> Task to carry out
Copy exactly, and only, the lines from the line containing "run was interrupted" through the last line of the records below, both included.

[Saved data entries]
= = = = = = =

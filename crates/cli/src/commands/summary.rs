//! Show a saved run summary

use anyhow::{Context, Result};
use colored::Colorize;
use runner_lib::report::SourceSummary;
use runner_lib::ExperimentSummary;
use std::path::{Path, PathBuf};
use tabled::Tabled;

use crate::output::{
    color_exit_code, color_status, format_total, print_info, print_table, print_warning, OutputFormat,
};

const SUMMARY_FILE: &str = "summary.json";

/// Row for summary sources table
#[derive(Tabled)]
struct SourceRow {
    #[tabled(rename = "Source")]
    source: String,
    #[tabled(rename = "Metric")]
    metric: String,
    #[tabled(rename = "Total")]
    total: String,
    #[tabled(rename = "Warnings")]
    warnings: u64,
    #[tabled(rename = "Status")]
    status: String,
}

impl From<&SourceSummary> for SourceRow {
    fn from(s: &SourceSummary) -> Self {
        Self {
            source: s.source.clone(),
            metric: s.kind.to_string(),
            total: format_total(s.total, s.unit),
            warnings: s.warnings,
            status: color_status(s.status),
        }
    }
}

/// Row for collectors table
#[derive(Tabled)]
struct CollectorRow {
    #[tabled(rename = "Collector")]
    name: String,
    #[tabled(rename = "Restarts")]
    restarts: u32,
    #[tabled(rename = "Final State")]
    status: String,
}

/// A summary file, or the log directory holding one
pub fn summary_path(path: &Path) -> PathBuf {
    if path.is_dir() {
        path.join(SUMMARY_FILE)
    } else {
        path.to_path_buf()
    }
}

pub fn load_summary(path: &Path) -> Result<ExperimentSummary> {
    let path = summary_path(path);
    let json = std::fs::read_to_string(&path)
        .with_context(|| format!("failed to read {}", path.display()))?;
    ExperimentSummary::from_json(&json).with_context(|| format!("{} is not a run summary", path.display()))
}

pub fn show_summary(path: &Path, format: OutputFormat) -> Result<()> {
    let summary = load_summary(path)?;

    if let OutputFormat::Json = format {
        println!("{}", summary.to_json()?);
        return Ok(());
    }

    println!("{}", "Experiment Summary".bold());
    println!("{}", "=".repeat(60));
    println!("Device:      {}", summary.device.cyan());
    println!(
        "Workload:    {} after {:.1} s{}",
        summary.workload_state,
        summary.duration_seconds,
        summary
            .workload_exit_code
            .map(|code| format!(" (exit {})", code))
            .unwrap_or_default()
    );
    if let Some(started) = summary.started_at {
        println!("Started:     {}", started.format("%Y-%m-%d %H:%M:%S"));
    }
    println!("Status:      {}", color_status(summary.status));
    println!("Warnings:    {}", summary.warning_count);
    println!("Exit code:   {}", color_exit_code(summary.exit_code));
    println!();

    let rows: Vec<SourceRow> = summary.sources.iter().map(SourceRow::from).collect();
    print_table(rows, &summary.sources, format)?;

    if !summary.collectors.is_empty() {
        println!();
        let rows: Vec<CollectorRow> = summary
            .collectors
            .iter()
            .map(|c| CollectorRow {
                name: c.name.clone(),
                restarts: c.restart_count,
                status: if c.fatal_at_start {
                    "failed at start".red().to_string()
                } else {
                    c.status.to_string()
                },
            })
            .collect();
        print_table(rows, &summary.collectors, format)?;
    }

    for source in summary.sources.iter().filter(|s| s.reason.is_some()) {
        print_warning(&format!(
            "{} ({}): {}",
            source.source,
            source.kind,
            source.reason.as_deref().unwrap_or_default()
        ));
    }
    if summary.interrupted {
        print_info("The run was interrupted before the workload finished");
    }

    Ok(())
}

#[cfg(test)]
mod tests {
    use super::*;

    #[test]
    fn test_summary_path_for_directory() {
        let dir = tempfile::tempdir().unwrap();
        assert_eq!(summary_path(dir.path()), dir.path().join("summary.json"));

        let file = dir.path().join("other.json");
        assert_eq!(summary_path(&file), file);
    }

    #[test]
    fn test_load_rejects_non_summary() {
        let dir = tempfile::tempdir().unwrap();
        std::fs::write(dir.path().join("summary.json"), r#"{"hello": "world"}"#).unwrap();
        assert!(load_summary(dir.path()).is_err());
    }
}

= = = = = = =

> Exercise response
        print_info("The run was interrupted before the workload finished");
    }

    Ok(())
}

#[cfg(test)]
mod tests {
    use super::*;

    #[test]
    fn test_summary_path_for_directory() {
        let dir = tempfile::tempdir().unwrap();
        assert_eq!(summary_path(dir.path()), dir.path().join("summary.json"));

        let file = dir.path().join("other.json");
        assert_eq!(summary_path(&file), file);
    }

    #[test]
    fn test_load_rejects_non_summary() {
        let dir = tempfile::tempdir().unwrap();
        std::fs::write(dir.path().join("summary.json"), r#"{"hello": "world"}"#).unwrap();
        assert!(load_summary(dir.path()).is_err());
    }
}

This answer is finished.